Industry sources warned of a “Wild West” among contractors who are not handing over information about when and where they are working on BT’S network. This leaves companies blind to who has access to critical network infrastructure, the sources claimed, allowing saboteurs to take advantage. In one incident in late October, a hospital and financial institution in central London were taken offline after someone gained access to the network and cut through a cable. In another incident in August, two people used a van to tear broadband cables out of the ground.
Under industry rules, companies and their contractors must provide information that outlines when and where they plan to access BT’S ducts and poles, known as “whereabouts”. But BT figures seen by The Daily Telegraph show compliance rates are low and are falling. Almost half of the jobs completed by network provider Cityfibre across BT’S infrastructure by the end of October had no whereabouts information.

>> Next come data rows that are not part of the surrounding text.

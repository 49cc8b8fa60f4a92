//! Boardsync Core Library
//!
//! Event reconciliation for a kanban board mirrored from an upstream task
//! API. Changes arriving from local REST calls, the broadcast channel and
//! the upstream webhook feed are normalized into deltas, deduplicated and
//! reconciled into a single authoritative board store.

pub mod api;
pub mod board;
pub mod broadcast;
pub mod config;
pub mod dedup;
pub mod delta;
pub mod engine;
pub mod error;
pub mod optimistic;
pub mod reconcile;
pub mod runtime;
pub mod tombstone;

pub use api::{BoardSnapshot, MutationApi, MutationOutcome};
pub use board::{Board, BoardStore, Card, CardPatch, List, ListSnapshot, StoreChange};
pub use broadcast::{BroadcastEvent, CardUpdates};
pub use config::SyncConfig;
pub use delta::{Channel, CorrelationId, Delta, DeltaKind, RawEvent};
pub use engine::{Disposition, Resolution, Submitted, SyncEngine};
pub use error::{SyncError, SyncResult, TransportError};
pub use optimistic::Intent;
pub use runtime::{BoardHandle, BoardRuntime, SyncNotice};
//! Boardsync CLI
//!
//! Runs the real-time board server and offers a few direct Trello board tools.

use anyhow::Result;
use clap::Parser;
use tracing_appender::non_blocking::WorkerGuard;
use tracing_subscriber::{layer::SubscriberExt, util::SubscriberInitExt};

mod commands;
mod output;

use commands::{Cli, Commands};

/// Initialize tracing, optionally copying everything to a daily log file.
///
/// The returned guard flushes the file writer and must live until exit.
fn init_tracing(log_dir: Option<&std::path::Path>) -> Option<WorkerGuard> {
    let env_filter = tracing_subscriber::EnvFilter::try_from_default_env()
        .unwrap_or_else(|_| "boardsync=info,boardsync_core=info,boardsync_web=debug".into());

    if let Some(dir) = log_dir {
        let appender = tracing_appender::rolling::daily(dir, "boardsync.log");
        let (writer, guard) = tracing_appender::non_blocking(appender);

        // Log to both stdout and file when --log is used
        tracing_subscriber::registry()
            .with(env_filter)
            .with(tracing_subscriber::fmt::layer())
            .with(
                tracing_subscriber::fmt::layer()
                    .with_writer(writer)
                    .with_ansi(false),
            )
            .init();
        Some(guard)
    } else {
        tracing_subscriber::registry()
            .with(env_filter)
            .with(tracing_subscriber::fmt::layer())
            .init();
        None
    }
}

#[tokio::main]
async fn main() -> Result<()> {
    let cli = Cli::parse();

    let log_dir = match &cli.command {
        Commands::Serve(args) if args.log => Some(args.log_dir.clone()),
        _ => None,
    };
    let _guard = init_tracing(log_dir.as_deref());

    cli.execute().await
}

Compliance on ongoing jobs dropped to just 23pc, although sources stressed this was an “in progress” figure. Cityfibre declined to comment. Openreach, BT’S network division, has said compliance with the whereabouts rules is “poor”.
An industry source said: “Low compliance means it becomes practically impossible to track down offenders. The UK’S digital infrastructure could be targeted by criminals or hostile state actors and we wouldn’t know.”
While BT is leading the race to roll out full-fibre broadband services, smaller providers, known as “alt-nets”, are building rival networks. The former monopoly allows dozens of firms to access its ducts and poles to help with their construction work. But the rush to roll out broadband connections has sparked concerns security measures are being overlooked. BT is meeting industry representatives tomorrow to try to increase compliance with whereabouts rules.
The industry source said: “While the acceleration of fibre rollout is welcome, it shouldn’t come at the cost of lazy contractors undermining the security of our critical infrastructure.”
In a sign of increasing concerns, Openreach has now said it will instigate a contractual breach where providers are working in the network with no whereabouts information provided from Feb 1. Ofcom said it was a commercial decision for Openreach to choose how it enforces contracts. However, an Ofcom spokesman said Openreach must treat all of its customers equally.
Katie Milligan, chief commercial officer at Openreach, said: “We’re continuing to work closely with the industry and Ofcom to make sure that any work happening on our network is not only recorded properly, but completed safely and securely.”